RIM has called for patience, but its financial forecasts Thursday projected continued erosion of its business. The company shipped more than 14 million BlackBerrys in the just completed third quarter but expect to sell between 11 million and 12 million in the current fourth quarter.

That weak outlook pushed its shares down nearly seven per cent in after-market trading.
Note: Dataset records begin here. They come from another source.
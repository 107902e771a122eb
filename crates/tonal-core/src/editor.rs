//! Interactive editor geometry and drag handling for one channel curve.

use crate::curve::{CurveModel, quantize};
use crate::error::CoreResult;

/// Inset from the surface edges to the frame, in pixels.
pub const FRAME_MARGIN: f32 = 30.0;
/// The frame never collapses below this, even on tiny surfaces.
pub const MIN_FRAME_SIZE: f32 = 50.0;
/// Visual radius of a control point handle.
pub const HANDLE_RADIUS: f32 = 5.0;
/// Extra grab distance beyond the handle's visual radius.
pub const HIT_SLACK: f32 = 3.0;
/// Surface size editors are laid out at before the first resize.
pub const DEFAULT_SURFACE: f32 = 300.0;

/// The square value-to-pixel mapping region, inset by [`FRAME_MARGIN`].
///
/// Value space is `[0, 255]` on both axes with 255 at the top; pixel
/// space is the editor surface with y growing downward.
#[derive(Clone, Copy, Debug, PartialEq)]
pub struct EditorFrame {
    pub left: f32,
    pub top: f32,
    pub size: f32,
}

impl EditorFrame {
    /// Fit a frame into a surface of the given size.
    pub fn fit(width: f32, height: f32) -> Self {
        let size = (width.min(height) - 2.0 * FRAME_MARGIN).max(MIN_FRAME_SIZE);
        Self {
            left: FRAME_MARGIN,
            top: FRAME_MARGIN,
            size,
        }
    }

    pub fn right(&self) -> f32 {
        self.left + self.size
    }

    pub fn bottom(&self) -> f32 {
        self.top + self.size
    }

    /// Horizontal pixel position of a value-space x.
    pub fn pixel_x(&self, x: u8) -> f32 {
        self.left + f32::from(x) / 255.0 * self.size
    }

    /// Vertical pixel position of a value-space y. Value 255 maps to
    /// the frame's top edge.
    pub fn pixel_y(&self, y: u8) -> f32 {
        self.top + (1.0 - f32::from(y) / 255.0) * self.size
    }

    /// Value-space y for a vertical pixel position, clamped to `[0, 255]`.
    pub fn value_from_pixel_y(&self, py: f32) -> u8 {
        let t = (py - self.top) / self.size;
        ((1.0 - t) * 255.0).round().clamp(0.0, 255.0) as u8
    }
}

/// Drag interaction state: at most one handle is active at a time.
#[derive(Clone, Copy, Debug, Default, PartialEq, Eq)]
pub enum DragState {
    #[default]
    Idle,
    Dragging(usize),
}

/// Controller for one channel's curve editor surface.
///
/// Owns the channel's [`CurveModel`] for its whole lifetime and turns
/// pointer input into control point edits.
#[derive(Debug)]
pub struct CurveEditor {
    model: CurveModel,
    frame: EditorFrame,
    drag: DragState,
}

impl CurveEditor {
    pub fn new(points: usize) -> CoreResult<Self> {
        Ok(Self {
            model: CurveModel::new(points)?,
            frame: EditorFrame::fit(DEFAULT_SURFACE, DEFAULT_SURFACE),
            drag: DragState::Idle,
        })
    }

    pub fn model(&self) -> &CurveModel {
        &self.model
    }

    pub fn model_mut(&mut self) -> &mut CurveModel {
        &mut self.model
    }

    pub fn frame(&self) -> EditorFrame {
        self.frame
    }

    pub fn drag_state(&self) -> DragState {
        self.drag
    }

    /// Adopt a new surface size. Only the mapping geometry changes; an
    /// active drag keeps its grabbed handle.
    pub fn resize(&mut self, width: f32, height: f32) {
        self.frame = EditorFrame::fit(width, height);
    }

    /// Index of the first handle within grab distance of `(px, py)`.
    ///
    /// When grab circles overlap, the lowest index wins. That tie-break
    /// is deliberate and kept stable.
    pub fn hit_test(&self, px: f32, py: f32) -> Option<usize> {
        let reach = HANDLE_RADIUS + HIT_SLACK;
        self.model.points().enumerate().find_map(|(i, (x, y))| {
            let dx = px - self.frame.pixel_x(x);
            let dy = py - self.frame.pixel_y(y);
            (dx * dx + dy * dy <= reach * reach).then_some(i)
        })
    }

    /// Pointer pressed at `(px, py)`. Returns true when a handle was
    /// grabbed; a miss leaves the editor idle.
    pub fn press(&mut self, px: f32, py: f32) -> bool {
        match self.hit_test(px, py) {
            Some(index) => {
                self.drag = DragState::Dragging(index);
                true
            }
            None => false,
        }
    }

    /// Pointer moved to vertical position `py` while dragging. Updates
    /// the grabbed point's value and returns true; moves while idle are
    /// no-ops.
    pub fn drag_to(&mut self, py: f32) -> bool {
        let DragState::Dragging(index) = self.drag else {
            return false;
        };
        let value = self.frame.value_from_pixel_y(py);
        self.model
            .set_y(index, i32::from(value))
            .expect("dragged index stays within the fixed point count");
        true
    }

    /// Pointer released. A release without an active drag is a no-op.
    pub fn release(&mut self) {
        self.drag = DragState::Idle;
    }

    /// Pixel positions of the control point handles, in index order.
    pub fn handle_positions(&self) -> Vec<(f32, f32)> {
        self.model
            .points()
            .map(|(x, y)| (self.frame.pixel_x(x), self.frame.pixel_y(y)))
            .collect()
    }

    /// Sampled curve in pixel space, one point per integer level.
    pub fn curve_polyline(&self) -> Vec<(f32, f32)> {
        (0u16..=255)
            .map(|x| {
                let y = quantize(self.model.evaluate(f64::from(x)));
                (self.frame.pixel_x(x as u8), self.frame.pixel_y(y))
            })
            .collect()
    }
}

#[cfg(test)]
mod tests {
    use super::*;

    #[test]
    fn frame_fits_with_margin() {
        let frame = EditorFrame::fit(300.0, 300.0);
        assert_eq!(frame.left, 30.0);
        assert_eq!(frame.top, 30.0);
        assert_eq!(frame.size, 240.0);
        assert_eq!(frame.right(), 270.0);
        assert_eq!(frame.bottom(), 270.0);
    }

    #[test]
    fn frame_uses_shorter_side_and_floors_at_minimum() {
        let frame = EditorFrame::fit(400.0, 300.0);
        assert_eq!(frame.size, 240.0);

        let tiny = EditorFrame::fit(100.0, 80.0);
        assert_eq!(tiny.size, MIN_FRAME_SIZE);
    }

    #[test]
    fn value_pixel_mapping_endpoints() {
        let frame = EditorFrame::fit(300.0, 300.0);
        assert_eq!(frame.pixel_x(0), frame.left);
        assert_eq!(frame.pixel_x(255), frame.right());
        assert_eq!(frame.pixel_y(255), frame.top);
        assert_eq!(frame.pixel_y(0), frame.bottom());
    }

    #[test]
    fn pixel_to_value_round_trips() {
        let frame = EditorFrame::fit(300.0, 300.0);
        for v in [0u8, 1, 85, 128, 200, 254, 255] {
            let py = frame.pixel_y(v);
            assert_eq!(
                frame.value_from_pixel_y(py),
                v,
                "round trip failed for value {v}"
            );
        }
    }

    #[test]
    fn pixel_to_value_clamps_outside_frame() {
        let frame = EditorFrame::fit(300.0, 300.0);
        assert_eq!(frame.value_from_pixel_y(frame.top - 100.0), 255);
        assert_eq!(frame.value_from_pixel_y(frame.bottom() + 100.0), 0);
    }

    #[test]
    fn hit_test_respects_grab_radius() {
        let editor = CurveEditor::new(4).unwrap();
        let (hx, hy) = editor.handle_positions()[1];
        let reach = HANDLE_RADIUS + HIT_SLACK;

        assert_eq!(editor.hit_test(hx, hy), Some(1));
        assert_eq!(editor.hit_test(hx + reach - 0.1, hy), Some(1));
        assert_eq!(editor.hit_test(hx + reach + 0.5, hy), None);
    }

    #[test]
    fn overlapping_handles_pick_lowest_index() {
        // At the minimum frame size, adjacent handles of an 8-point
        // curve sit closer than the grab radius; a press between them
        // reaches both, and the lower index must win.
        let mut editor = CurveEditor::new(8).unwrap();
        editor.resize(10.0, 10.0);
        assert_eq!(editor.frame().size, MIN_FRAME_SIZE);

        let handles = editor.handle_positions();
        let mid = (
            (handles[0].0 + handles[1].0) / 2.0,
            (handles[0].1 + handles[1].1) / 2.0,
        );

        let reach = HANDLE_RADIUS + HIT_SLACK;
        for &(hx, hy) in &handles[0..2] {
            let d2 = (mid.0 - hx).powi(2) + (mid.1 - hy).powi(2);
            assert!(d2 <= reach * reach, "midpoint must reach both handles");
        }

        assert_eq!(editor.hit_test(mid.0, mid.1), Some(0));
    }

    #[test]
    fn press_miss_stays_idle() {
        let mut editor = CurveEditor::new(4).unwrap();
        assert!(!editor.press(5.0, 5.0));
        assert_eq!(editor.drag_state(), DragState::Idle);
    }

    #[test]
    fn drag_updates_grabbed_point() {
        let mut editor = CurveEditor::new(4).unwrap();
        let (hx, hy) = editor.handle_positions()[1];
        assert!(editor.press(hx, hy));
        assert_eq!(editor.drag_state(), DragState::Dragging(1));

        let target_py = editor.frame().pixel_y(200);
        assert!(editor.drag_to(target_py));
        assert_eq!(editor.model().y(1).unwrap(), 200);
        assert_eq!(editor.drag_state(), DragState::Dragging(1));

        editor.release();
        assert_eq!(editor.drag_state(), DragState::Idle);
    }

    #[test]
    fn drag_clamps_beyond_frame_edges() {
        let mut editor = CurveEditor::new(4).unwrap();
        let (hx, hy) = editor.handle_positions()[2];
        assert!(editor.press(hx, hy));

        editor.drag_to(editor.frame().top - 500.0);
        assert_eq!(editor.model().y(2).unwrap(), 255);

        editor.drag_to(editor.frame().bottom() + 500.0);
        assert_eq!(editor.model().y(2).unwrap(), 0);
    }

    #[test]
    fn idle_moves_and_releases_are_no_ops() {
        let mut editor = CurveEditor::new(4).unwrap();
        let before: Vec<(u8, u8)> = editor.model().points().collect();

        assert!(!editor.drag_to(100.0));
        editor.release();

        let after: Vec<(u8, u8)> = editor.model().points().collect();
        assert_eq!(before, after);
        assert_eq!(editor.drag_state(), DragState::Idle);
    }

    #[test]
    fn resize_keeps_drag_state() {
        let mut editor = CurveEditor::new(4).unwrap();
        let (hx, hy) = editor.handle_positions()[0];
        assert!(editor.press(hx, hy));

        editor.resize(500.0, 500.0);
        assert_eq!(editor.drag_state(), DragState::Dragging(0));
        assert_eq!(editor.frame().size, 440.0);
    }

    #[test]
    fn polyline_spans_the_frame() {
        let editor = CurveEditor::new(4).unwrap();
        let line = editor.curve_polyline();
        assert_eq!(line.len(), 256);
        let frame = editor.frame();
        assert_eq!(line[0], (frame.left, frame.bottom()));
        assert_eq!(line[255], (frame.right(), frame.top));
    }
}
RIM was down $1, or 6.6 per cent, to US$14.13.

RIM has grown rapidly by expanding in emerging economies -- India, China and especially Indonesia, a country of nearly 250 million where BlackBerrys hold a dominant market share.

Yet the company appears to be selling more lower-prices devices, which is eroding profitability and revenues.

In RIM's earnings report, Balsillie and Lazaridis acknowledged the company's disappointing financial results and asked investors to be patient.

"RIM continues to have strong technology, unique service capabilities and a large installed base of customers, and we are more determined than ever to capitalize on our strengths to overcome the recent execution challenges surrounding product launches and the resulting financial performance," they said after stock markets closed.

In its financial report, the smartphone maker, which keeps its books in U.S. dollars, said its net profit amounted to 51 cents per share.

That was down from $911 million or $1.74 per share a year ago.

Excluding one time items, including a writedown to the value of its inventory of PlayBook tablets, the company says it earned $667 million or $1.27 per share in the quarter.

Revenue for what was the company's third quarter totalled $5.17 billion, down from $5.5 billion.

Balsille and Lazaridis said the company continues to asses its operations to improve efficiency and performance.

"It may take some time to realize the benefits of these efforts and the platform transition that we are undertaking, but we continue to believe that RIM has the right set of strengths and capabilities to maintain a leading role in the mobile communications industry."

The average analyst estimates compiled by Thomson Reuters had expected earnings of $1.15 per share and $5.26 billion in revenue.

RIM had warned investors that it will book a US$485-million charge on the cost of discounting the price of PlayBooks by more than half to help boost sales.

As well, the company had warned that it expected about US$50 million in lost revenues from the massive outage in October that affected millions of BlackBerry email and text users around the world.

Other than the PlayBook tablet, RIM has few new products in the marketplace. It launched new versions of the BlackBerry Bold and Curve in late summer but won't have the new generation of BlackBerrys with a new, updated operating system out until early next year

On Thursday, Jaguar Financial Corp. (TSX: JFC), a minority shareholder of the company, repeated earlier calls for a change in management structure and for RIM to be sold -- either as it is or in separate parts.

"At this point we believe investors have lost faith in the ability of the RIM management team to carry out a proper game plan to restore value," said Vic Alboini, chairman and CEO of Jaguar.

"Unless the independent directors push to replace management or change RIM's strategic focus, Jaguar believes that the road map to value restoration lies in a sale of RIM whether as a whole or in separate parts," he said.

RIM cut about 2,000 jobs, or 11 per cent of its workforce, earlier this year to trim costs.